» **What you will do**: Only one number is wanted: the count of lines in the records below that hold the word "InvalidVocabMapping".

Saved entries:
********
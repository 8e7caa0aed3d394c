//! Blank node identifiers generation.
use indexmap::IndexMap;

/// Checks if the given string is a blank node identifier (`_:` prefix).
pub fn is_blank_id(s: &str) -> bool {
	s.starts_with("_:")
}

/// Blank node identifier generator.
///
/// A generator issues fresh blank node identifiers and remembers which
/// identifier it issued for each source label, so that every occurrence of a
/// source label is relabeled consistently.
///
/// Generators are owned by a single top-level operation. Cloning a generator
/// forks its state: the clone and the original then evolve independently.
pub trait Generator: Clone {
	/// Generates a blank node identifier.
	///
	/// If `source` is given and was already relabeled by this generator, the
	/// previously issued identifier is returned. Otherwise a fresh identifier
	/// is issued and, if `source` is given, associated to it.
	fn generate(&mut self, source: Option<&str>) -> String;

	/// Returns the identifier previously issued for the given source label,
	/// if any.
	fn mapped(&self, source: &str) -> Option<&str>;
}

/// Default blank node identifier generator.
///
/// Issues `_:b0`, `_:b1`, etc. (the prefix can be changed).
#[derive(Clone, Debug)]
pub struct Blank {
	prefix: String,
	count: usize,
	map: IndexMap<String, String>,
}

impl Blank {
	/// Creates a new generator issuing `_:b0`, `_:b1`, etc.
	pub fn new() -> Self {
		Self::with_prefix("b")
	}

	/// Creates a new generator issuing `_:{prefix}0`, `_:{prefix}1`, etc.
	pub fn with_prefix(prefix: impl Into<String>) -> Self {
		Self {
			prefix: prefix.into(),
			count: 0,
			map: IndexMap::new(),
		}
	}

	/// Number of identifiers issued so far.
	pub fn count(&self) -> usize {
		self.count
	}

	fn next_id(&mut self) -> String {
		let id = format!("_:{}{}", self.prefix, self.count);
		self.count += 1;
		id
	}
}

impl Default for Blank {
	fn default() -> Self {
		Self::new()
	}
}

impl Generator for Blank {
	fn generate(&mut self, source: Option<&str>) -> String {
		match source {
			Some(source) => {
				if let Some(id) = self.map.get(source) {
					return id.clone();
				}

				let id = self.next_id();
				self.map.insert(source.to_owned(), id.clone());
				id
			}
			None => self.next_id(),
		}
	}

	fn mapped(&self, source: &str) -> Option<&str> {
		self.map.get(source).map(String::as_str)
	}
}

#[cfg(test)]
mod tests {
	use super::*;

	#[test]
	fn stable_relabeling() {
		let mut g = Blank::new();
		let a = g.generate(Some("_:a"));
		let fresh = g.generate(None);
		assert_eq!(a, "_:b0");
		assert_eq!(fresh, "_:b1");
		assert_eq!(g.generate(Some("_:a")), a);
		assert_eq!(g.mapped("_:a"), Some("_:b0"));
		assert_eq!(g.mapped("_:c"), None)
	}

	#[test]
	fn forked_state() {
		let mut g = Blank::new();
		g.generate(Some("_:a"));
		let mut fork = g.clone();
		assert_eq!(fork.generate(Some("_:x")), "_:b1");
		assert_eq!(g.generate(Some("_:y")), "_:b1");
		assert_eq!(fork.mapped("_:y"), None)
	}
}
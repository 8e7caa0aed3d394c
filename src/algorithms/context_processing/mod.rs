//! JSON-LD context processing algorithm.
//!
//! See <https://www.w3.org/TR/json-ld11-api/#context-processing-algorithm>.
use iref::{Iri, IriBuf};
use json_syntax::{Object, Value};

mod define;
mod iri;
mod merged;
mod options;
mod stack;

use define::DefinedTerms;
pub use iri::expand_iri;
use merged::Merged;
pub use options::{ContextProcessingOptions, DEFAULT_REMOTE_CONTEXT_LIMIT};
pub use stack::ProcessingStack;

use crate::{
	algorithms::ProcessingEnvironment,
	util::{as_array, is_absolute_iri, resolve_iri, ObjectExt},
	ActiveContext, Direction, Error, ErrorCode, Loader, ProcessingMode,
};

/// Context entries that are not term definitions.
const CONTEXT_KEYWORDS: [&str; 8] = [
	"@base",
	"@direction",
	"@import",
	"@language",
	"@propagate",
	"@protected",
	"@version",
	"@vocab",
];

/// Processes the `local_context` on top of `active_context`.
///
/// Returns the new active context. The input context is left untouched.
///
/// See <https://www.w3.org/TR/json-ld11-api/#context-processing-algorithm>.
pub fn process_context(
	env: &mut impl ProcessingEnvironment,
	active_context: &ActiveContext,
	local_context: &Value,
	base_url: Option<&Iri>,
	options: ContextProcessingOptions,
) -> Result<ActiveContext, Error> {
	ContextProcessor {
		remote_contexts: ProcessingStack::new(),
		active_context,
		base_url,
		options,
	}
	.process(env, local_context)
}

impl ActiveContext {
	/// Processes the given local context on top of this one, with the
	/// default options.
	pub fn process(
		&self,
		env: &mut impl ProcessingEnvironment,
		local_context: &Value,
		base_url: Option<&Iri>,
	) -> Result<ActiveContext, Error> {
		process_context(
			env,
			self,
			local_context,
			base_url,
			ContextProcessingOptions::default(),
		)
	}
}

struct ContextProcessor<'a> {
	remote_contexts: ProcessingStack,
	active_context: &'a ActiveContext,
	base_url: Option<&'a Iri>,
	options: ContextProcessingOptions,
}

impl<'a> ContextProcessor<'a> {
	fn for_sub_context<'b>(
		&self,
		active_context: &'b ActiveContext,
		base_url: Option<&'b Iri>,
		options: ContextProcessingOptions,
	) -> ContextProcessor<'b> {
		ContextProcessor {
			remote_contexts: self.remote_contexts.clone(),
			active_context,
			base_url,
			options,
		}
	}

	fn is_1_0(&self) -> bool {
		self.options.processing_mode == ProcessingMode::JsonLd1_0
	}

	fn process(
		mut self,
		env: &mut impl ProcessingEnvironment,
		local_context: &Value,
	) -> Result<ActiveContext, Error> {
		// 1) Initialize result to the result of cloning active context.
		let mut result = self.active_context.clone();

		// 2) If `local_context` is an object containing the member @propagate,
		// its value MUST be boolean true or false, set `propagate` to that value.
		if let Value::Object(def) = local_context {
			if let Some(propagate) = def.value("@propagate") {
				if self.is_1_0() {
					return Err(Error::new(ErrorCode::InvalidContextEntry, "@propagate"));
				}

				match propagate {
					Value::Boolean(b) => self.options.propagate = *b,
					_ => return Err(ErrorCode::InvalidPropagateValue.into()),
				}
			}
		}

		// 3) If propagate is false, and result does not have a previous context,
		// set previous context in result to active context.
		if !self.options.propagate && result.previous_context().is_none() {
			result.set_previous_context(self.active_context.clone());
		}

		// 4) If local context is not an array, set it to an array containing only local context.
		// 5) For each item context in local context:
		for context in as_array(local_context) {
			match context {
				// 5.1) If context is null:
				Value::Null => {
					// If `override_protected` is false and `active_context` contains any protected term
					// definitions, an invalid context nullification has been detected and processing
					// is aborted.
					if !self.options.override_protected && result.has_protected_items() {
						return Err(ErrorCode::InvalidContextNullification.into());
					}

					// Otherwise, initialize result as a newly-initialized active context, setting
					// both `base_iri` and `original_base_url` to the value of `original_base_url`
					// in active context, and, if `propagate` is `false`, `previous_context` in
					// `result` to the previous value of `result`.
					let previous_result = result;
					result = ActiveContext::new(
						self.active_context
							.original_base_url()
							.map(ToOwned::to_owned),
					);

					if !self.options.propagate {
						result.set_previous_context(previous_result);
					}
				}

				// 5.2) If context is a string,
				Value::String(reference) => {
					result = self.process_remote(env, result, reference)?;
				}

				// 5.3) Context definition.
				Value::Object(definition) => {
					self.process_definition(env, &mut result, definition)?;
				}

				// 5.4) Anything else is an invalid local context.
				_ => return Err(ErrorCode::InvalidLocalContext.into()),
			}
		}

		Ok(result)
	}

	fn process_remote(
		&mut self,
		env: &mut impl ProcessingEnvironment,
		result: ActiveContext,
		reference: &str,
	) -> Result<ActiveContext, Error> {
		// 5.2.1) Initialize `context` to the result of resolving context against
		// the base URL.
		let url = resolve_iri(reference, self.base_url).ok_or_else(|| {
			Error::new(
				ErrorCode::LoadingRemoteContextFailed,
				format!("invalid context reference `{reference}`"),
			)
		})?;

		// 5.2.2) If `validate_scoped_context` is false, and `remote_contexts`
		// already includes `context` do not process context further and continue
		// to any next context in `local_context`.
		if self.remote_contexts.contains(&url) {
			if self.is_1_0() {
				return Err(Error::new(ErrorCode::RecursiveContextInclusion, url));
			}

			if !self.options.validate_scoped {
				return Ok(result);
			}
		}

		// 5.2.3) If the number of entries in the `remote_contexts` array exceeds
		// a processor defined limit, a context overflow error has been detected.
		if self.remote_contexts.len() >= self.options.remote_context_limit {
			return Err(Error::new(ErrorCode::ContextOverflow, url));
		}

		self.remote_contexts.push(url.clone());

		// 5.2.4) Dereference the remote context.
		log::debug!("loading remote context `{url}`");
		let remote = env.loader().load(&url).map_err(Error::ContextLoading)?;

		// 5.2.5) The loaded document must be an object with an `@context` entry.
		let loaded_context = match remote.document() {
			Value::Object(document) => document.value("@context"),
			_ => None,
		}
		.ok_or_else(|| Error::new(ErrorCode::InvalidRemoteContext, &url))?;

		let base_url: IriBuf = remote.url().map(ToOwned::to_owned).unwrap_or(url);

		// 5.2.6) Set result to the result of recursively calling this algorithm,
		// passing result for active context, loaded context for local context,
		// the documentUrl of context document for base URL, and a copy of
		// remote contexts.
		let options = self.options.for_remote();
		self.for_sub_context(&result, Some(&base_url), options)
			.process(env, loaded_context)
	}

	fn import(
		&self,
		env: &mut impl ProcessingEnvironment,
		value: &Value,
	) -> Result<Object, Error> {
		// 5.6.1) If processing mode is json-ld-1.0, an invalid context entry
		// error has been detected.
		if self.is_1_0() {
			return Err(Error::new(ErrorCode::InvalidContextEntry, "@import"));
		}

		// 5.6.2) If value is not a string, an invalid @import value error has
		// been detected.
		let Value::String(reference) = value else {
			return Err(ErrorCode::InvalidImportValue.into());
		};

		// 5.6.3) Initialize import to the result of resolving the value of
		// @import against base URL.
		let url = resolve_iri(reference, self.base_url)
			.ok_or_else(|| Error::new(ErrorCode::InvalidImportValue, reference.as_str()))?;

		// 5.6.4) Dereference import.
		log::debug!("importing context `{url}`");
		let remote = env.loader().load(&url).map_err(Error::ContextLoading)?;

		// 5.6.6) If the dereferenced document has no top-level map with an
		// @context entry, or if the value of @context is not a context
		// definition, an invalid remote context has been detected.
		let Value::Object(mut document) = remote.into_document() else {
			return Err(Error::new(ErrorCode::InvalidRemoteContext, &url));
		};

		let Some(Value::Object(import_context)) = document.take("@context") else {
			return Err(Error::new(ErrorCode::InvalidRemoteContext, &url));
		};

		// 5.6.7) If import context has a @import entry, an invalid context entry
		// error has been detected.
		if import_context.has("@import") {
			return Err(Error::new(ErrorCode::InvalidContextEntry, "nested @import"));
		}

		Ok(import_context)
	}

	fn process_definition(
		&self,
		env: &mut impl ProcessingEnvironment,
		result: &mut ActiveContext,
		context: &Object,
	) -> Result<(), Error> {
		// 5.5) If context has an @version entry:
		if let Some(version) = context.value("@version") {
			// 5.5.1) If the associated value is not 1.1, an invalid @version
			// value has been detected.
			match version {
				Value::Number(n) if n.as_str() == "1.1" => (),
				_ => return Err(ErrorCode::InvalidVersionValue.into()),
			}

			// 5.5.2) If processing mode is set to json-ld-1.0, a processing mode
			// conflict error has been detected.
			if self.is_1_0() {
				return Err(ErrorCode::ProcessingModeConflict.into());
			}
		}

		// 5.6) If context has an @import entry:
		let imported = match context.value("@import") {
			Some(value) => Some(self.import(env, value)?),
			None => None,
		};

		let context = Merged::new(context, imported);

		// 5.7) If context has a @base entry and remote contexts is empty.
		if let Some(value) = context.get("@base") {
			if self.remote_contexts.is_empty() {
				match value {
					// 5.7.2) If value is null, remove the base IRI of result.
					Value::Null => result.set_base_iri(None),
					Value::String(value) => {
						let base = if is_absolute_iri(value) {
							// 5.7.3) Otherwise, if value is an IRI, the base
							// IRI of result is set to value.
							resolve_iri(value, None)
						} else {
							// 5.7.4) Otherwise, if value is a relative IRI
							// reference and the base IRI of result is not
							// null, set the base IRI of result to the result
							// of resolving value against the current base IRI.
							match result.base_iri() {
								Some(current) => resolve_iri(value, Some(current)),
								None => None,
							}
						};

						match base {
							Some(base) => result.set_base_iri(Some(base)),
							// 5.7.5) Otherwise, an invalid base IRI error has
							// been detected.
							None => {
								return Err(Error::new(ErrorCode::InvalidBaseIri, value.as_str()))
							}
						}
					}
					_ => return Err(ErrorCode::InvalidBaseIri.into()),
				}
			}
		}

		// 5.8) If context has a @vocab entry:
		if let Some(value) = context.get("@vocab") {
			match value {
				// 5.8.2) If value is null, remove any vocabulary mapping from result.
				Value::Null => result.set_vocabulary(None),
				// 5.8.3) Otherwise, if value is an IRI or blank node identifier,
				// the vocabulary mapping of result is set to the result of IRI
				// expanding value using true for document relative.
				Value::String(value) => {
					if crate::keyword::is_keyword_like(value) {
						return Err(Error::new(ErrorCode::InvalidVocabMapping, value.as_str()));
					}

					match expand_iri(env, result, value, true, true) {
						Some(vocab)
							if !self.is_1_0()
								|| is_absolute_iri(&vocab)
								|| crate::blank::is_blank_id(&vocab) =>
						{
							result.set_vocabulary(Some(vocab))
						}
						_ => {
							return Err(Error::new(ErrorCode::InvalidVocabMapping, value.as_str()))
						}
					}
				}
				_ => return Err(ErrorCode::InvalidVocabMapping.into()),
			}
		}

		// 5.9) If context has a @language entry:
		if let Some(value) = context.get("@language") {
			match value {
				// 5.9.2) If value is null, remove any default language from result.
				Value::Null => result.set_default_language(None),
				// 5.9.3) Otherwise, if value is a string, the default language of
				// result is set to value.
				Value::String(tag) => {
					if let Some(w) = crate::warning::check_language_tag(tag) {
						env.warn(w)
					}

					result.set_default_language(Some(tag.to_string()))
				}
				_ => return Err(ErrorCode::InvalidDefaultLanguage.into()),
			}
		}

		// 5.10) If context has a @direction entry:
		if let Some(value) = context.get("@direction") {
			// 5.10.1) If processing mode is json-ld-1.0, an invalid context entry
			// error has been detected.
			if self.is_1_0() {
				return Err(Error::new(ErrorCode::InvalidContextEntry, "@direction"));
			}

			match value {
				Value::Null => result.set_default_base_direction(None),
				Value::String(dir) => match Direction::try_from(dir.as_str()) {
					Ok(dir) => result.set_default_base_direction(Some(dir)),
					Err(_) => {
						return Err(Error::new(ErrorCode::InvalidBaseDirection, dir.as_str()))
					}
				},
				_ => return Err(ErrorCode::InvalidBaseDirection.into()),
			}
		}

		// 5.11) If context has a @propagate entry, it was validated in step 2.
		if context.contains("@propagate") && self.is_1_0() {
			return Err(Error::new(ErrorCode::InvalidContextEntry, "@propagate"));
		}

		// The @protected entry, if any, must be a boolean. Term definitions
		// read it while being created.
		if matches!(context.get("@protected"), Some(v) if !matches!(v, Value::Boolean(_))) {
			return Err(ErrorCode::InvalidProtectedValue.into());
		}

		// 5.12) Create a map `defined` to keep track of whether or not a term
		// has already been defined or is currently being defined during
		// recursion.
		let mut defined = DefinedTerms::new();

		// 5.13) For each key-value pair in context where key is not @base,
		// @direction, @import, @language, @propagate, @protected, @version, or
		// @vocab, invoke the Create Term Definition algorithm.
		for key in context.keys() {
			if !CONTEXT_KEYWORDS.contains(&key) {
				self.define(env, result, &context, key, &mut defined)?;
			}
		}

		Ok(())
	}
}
********
» **Result of the task**: 3